Met de officier van justitie en de raadsman is de rechtbank van oordeel dat op basis van de inhoud van het dossier niet kan worden vastgesteld dat verdachte de ten laste gelegde oplichtingen in vereniging met een ander heeft gepleegd, zodat hij in zoverre zal worden vrijgesproken.

Bewezenverklaring

De rechtbank acht het ten laste gelegde wettig en overtuigend bewezen, met dien verstande dat:
hij in de periode van 1 juni 2016 tot en met 4 april 2018 in Nederland, meermalen, telkens met het oogmerk om zich wederrechtelijk te bevoordelen door het aannemen van een valse naam en/of een valse hoedanigheid en/of door listige kunstgrepen en/of door een samenweefsel van verdichtsels, na te noemen benadeelde personen heeft bewogen tot de afgifte van een hoeveelheid geld en/of het aangaan van een schuld te weten het aangaan van een koopovereenkomst,
immers heeft verdachte telkens met vorenomschreven oogmerk
- zakelijk weergegeven - valselijk en/of listiglijk en/of bedrieglijk en/of in strijd met de waarheid, - goederen te koop aangeboden via een advertentie op de website Marktplaats.nl, en daarbij
-zich voorgedaan als eigenaar/bezitter van dat aangeboden goed en als bonafide verkoper van dat goed tegen betaling, en
-aangegeven dat verdachte het goed na ontvangst van de betaling zou versturen of laten bezorgen, en
-gehandeld onder een valse naam, te weten [naam 1] en/of een andere valse naam, en/of een vals emailadres, en
-andere onjuiste gegevens verstrekt waardoor het achterhalen van de werkelijke personalia en/of het adres van verdachte en aldus de verhaalsmogelijkheden voor benadeelden werden bemoeilijkt,
waardoor die benadeelde personen telkens werden bewogen tot na te noemen afgiften en/of het aangaan van na te noemen koopovereenkomsten, te weten:
1-op 28 januari 2018, afgifte van 106,95 euro voor aangeboden Apple Airpods, benadeelde [benadeelde partij 1], en
2-op 4 april 2018, afgifte van 20 euro voor aangeboden treinkaarten, benadeelde [benadeelde partij 2], en
3-op 4 april 2018, afgifte van 65 euro voor aangeboden entreekaarten en/of NS-dagkaarten, benadeelde [benadeelde partij 3], en
4-op 4 april 2018, afgifte van 85 euro voor aangeboden entreekaarten, benadeelde [benadeelde partij 4], en
5-op 7 juni 2016, afgifte van 126,50 euro voor een aangeboden Go Pro3 camera, benadeelde [benadeelde partij 5].
Verdachte zal van het meer of anders ten laste gelegde worden vrijgesproken, aangezien de rechtbank dat niet bewezen acht.
Voor zover in de tenlastelegging taal- en/of schrijffouten voorkomen, zijn deze in de bewezenverklaring verbeterd. Verdachte is daardoor niet geschaad in de verdediging.

Strafbaarheid van het bewezen verklaarde Het bewezen verklaarde levert op:

Oplichting, meermalen gepleegd.
Deze feiten zijn strafbaar nu geen omstandigheden aannemelijk zijn geworden die de strafbaarheid uitsluiten.

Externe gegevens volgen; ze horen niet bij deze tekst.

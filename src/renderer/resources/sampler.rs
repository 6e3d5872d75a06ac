use crate::renderer::common::{ComparisonFunc, ShaderStage, StaticBorderColor, TextureAddress, TextureFilter};
use glam::Vec4;
use std::hash::{Hash, Hasher};

#[derive(Debug, Clone, Copy)]
pub struct SamplerDesc {
    pub filter: TextureFilter,
    pub address_u: TextureAddress,
    pub address_v: TextureAddress,
    pub address_w: TextureAddress,
    pub mip_lod_bias: f32,
    pub max_anisotropy: u32,
    pub comparison_func: ComparisonFunc,
    pub border_color: Vec4,
    pub static_border_color: StaticBorderColor,
    pub min_lod: f32,
    pub max_lod: f32,
}

impl Default for SamplerDesc {
    fn default() -> Self {
        Self {
            filter: TextureFilter::Anisotropic,
            address_u: TextureAddress::Wrap,
            address_v: TextureAddress::Wrap,
            address_w: TextureAddress::Wrap,
            mip_lod_bias: 0.0,
            max_anisotropy: 16,
            comparison_func: ComparisonFunc::None,
            border_color: Vec4::new(0.0, 0.0, 0.0, 1.0),
            static_border_color: StaticBorderColor::OpaqueWhite,
            min_lod: 0.0,
            max_lod: f32::MAX,
        }
    }
}

impl SamplerDesc {
    pub fn with_filter(mut self, filter: TextureFilter) -> Self {
        self.filter = filter;
        self
    }

    pub fn with_address(mut self, address: TextureAddress) -> Self {
        self.address_u = address;
        self.address_v = address;
        self.address_w = address;
        self
    }

    pub fn with_comparison(mut self, func: ComparisonFunc) -> Self {
        self.comparison_func = func;
        self
    }

    // Floats compared by bit pattern so the desc can key a hash map
    fn bits(&self) -> impl PartialEq + Hash {
        (
            self.filter,
            self.address_u,
            self.address_v,
            self.address_w,
            self.mip_lod_bias.to_bits(),
            self.max_anisotropy,
            self.comparison_func,
            self.border_color.to_array().map(f32::to_bits),
            self.static_border_color,
            self.min_lod.to_bits(),
            self.max_lod.to_bits(),
        )
    }
}

impl PartialEq for SamplerDesc {
    fn eq(&self, other: &Self) -> bool {
        self.bits() == other.bits()
    }
}

impl Eq for SamplerDesc {}

impl Hash for SamplerDesc {
    fn hash<H: Hasher>(&self, state: &mut H) {
        self.bits().hash(state);
    }
}

/// Sampler baked into a root signature
#[derive(Debug, Clone, Copy, PartialEq, Eq, Hash)]
pub struct StaticSamplerDesc {
    pub sampler: SamplerDesc,
    pub shader_register: u32,
    pub register_space: u32,
    pub shader_visibility: ShaderStage,
}

impl StaticSamplerDesc {
    pub fn new(shader_register: u32, sampler: SamplerDesc, shader_visibility: ShaderStage) -> Self {
        Self {
            sampler,
            shader_register,
            register_space: 0,
            shader_visibility,
        }
    }
}

#[cfg(test)]
mod tests {
    use super::*;
    use std::collections::HashSet;

    #[test]
    fn equal_descs_hash_alike() {
        let a = SamplerDesc::default().with_address(TextureAddress::Clamp);
        let b = SamplerDesc::default().with_address(TextureAddress::Clamp);
        let c = SamplerDesc::default();

        let set: HashSet<SamplerDesc> = [a, b, c].into_iter().collect();
        assert_eq!(set.len(), 2);
    }
}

Strafbaarheid van verdachte

De rechtbank acht verdachte strafbaar nu niet van enige strafuitsluitingsgrond is gebleken.

Strafmotivering

Vordering van de officier van justitie
De officier van justitie heeft gevorderd dat verdachte ter zake van het ten laste gelegde wordt veroordeeld tot een taakstraf voor de duur van 96 uren. De officier van justitie heeft in zijn vordering rekening gehouden met de overschrijding van de redelijke termijn en de toepassing van artikel 63 van het Wetboek van Strafrecht.
Standpunt van de verdediging
De raadsman heeft primair gepleit voor toepassing van artikel 9a van het Wetboek van Strafrecht (Sr) en verzocht verdachte geen straf of maatregel op te leggen. Daarbij heeft hij aangevoerd dat er sprake is van een forse overschrijding van de redelijke termijn en dat artikel 63 Sr van toepassing is. Daarnaast heeft de raadsman erop gewezen dat verdachte inmiddels zijn leven op orde heeft en dat een strafrechtelijke sanctie na het forse tijdsverloop niet meer opportuun is. Subsidiair heeft de raadsman gepleit voor een geheel voorwaardelijke straf.
Oordeel van de rechtbank
Bij de bepaling van de straf heeft de rechtbank rekening gehouden met de aard en de ernst van het bewezen en strafbaar verklaarde, de omstandigheden waaronder dit is begaan, de persoon van verdachte zoals deze naar voren is gekomen uit het onderzoek ter terechtzitting, het uittreksel uit de justitiële documentatie, alsmede de vordering van de officier van justitie en het pleidooi van de verdediging.
De rechtbank heeft in het bijzonder het volgende in aanmerking genomen.
Verdachte heeft zich een periode van bijna 22 maanden schuldig gemaakt aan het plegen van oplichtingen via marktplaats. Door het handelen van verdachte zijn in ieder geval vijf slachtoffers financieel benadeeld en is hun vertrouwen in de medemens schade toegebracht. Feiten zoals deze tasten bovendien ook het algemene vertrouwen in het (digitale) handelsverkeer aan. De rechtbank rekent het verdachte voorts aan dat hij ten koste van de slachtoffers zijn drugsverslaving heeft willen bekostigen en dat hij zich daarbij geen rekenschap gegeven van de aan hen toegebrachte schade.
In het voordeel van verdachte heeft de rechtbank de meewerkende proceshouding van verdachte in aanmerking genomen. Verdachte is tot inzicht gekomen en heeft zijn verantwoordelijkheid genomen voor de door hem gepleegde oplichtingen.
De rechtbank neemt voorts in aanmerking dat ter terechtzitting door de raadsman is aangevoerd dat verdachte niet langer verslaafd is aan cocaïne en dat verdachte inmiddels fulltime werkt via een uitzendbureau als lasser. Verdachte lijkt daarmee een positieve weg in zijn leven te hebben ingeslagen. Dit blijkt tevens uit het feit dat verdachte weliswaar eerder onherroepelijk is veroordeeld voor vermogensdelicten, maar dat de laatste veroordeling voor een vermogensdelict in 2019 heeft plaatsgevonden. Verdachte is in 2022 nog wel door de politierechter veroordeeld voor het rijden onder invloed, waardoor artikel 63 van het Wetboek van Strafrecht van toepassing is. De rechtbank zal daar rekening mee houden bij de strafoplegging.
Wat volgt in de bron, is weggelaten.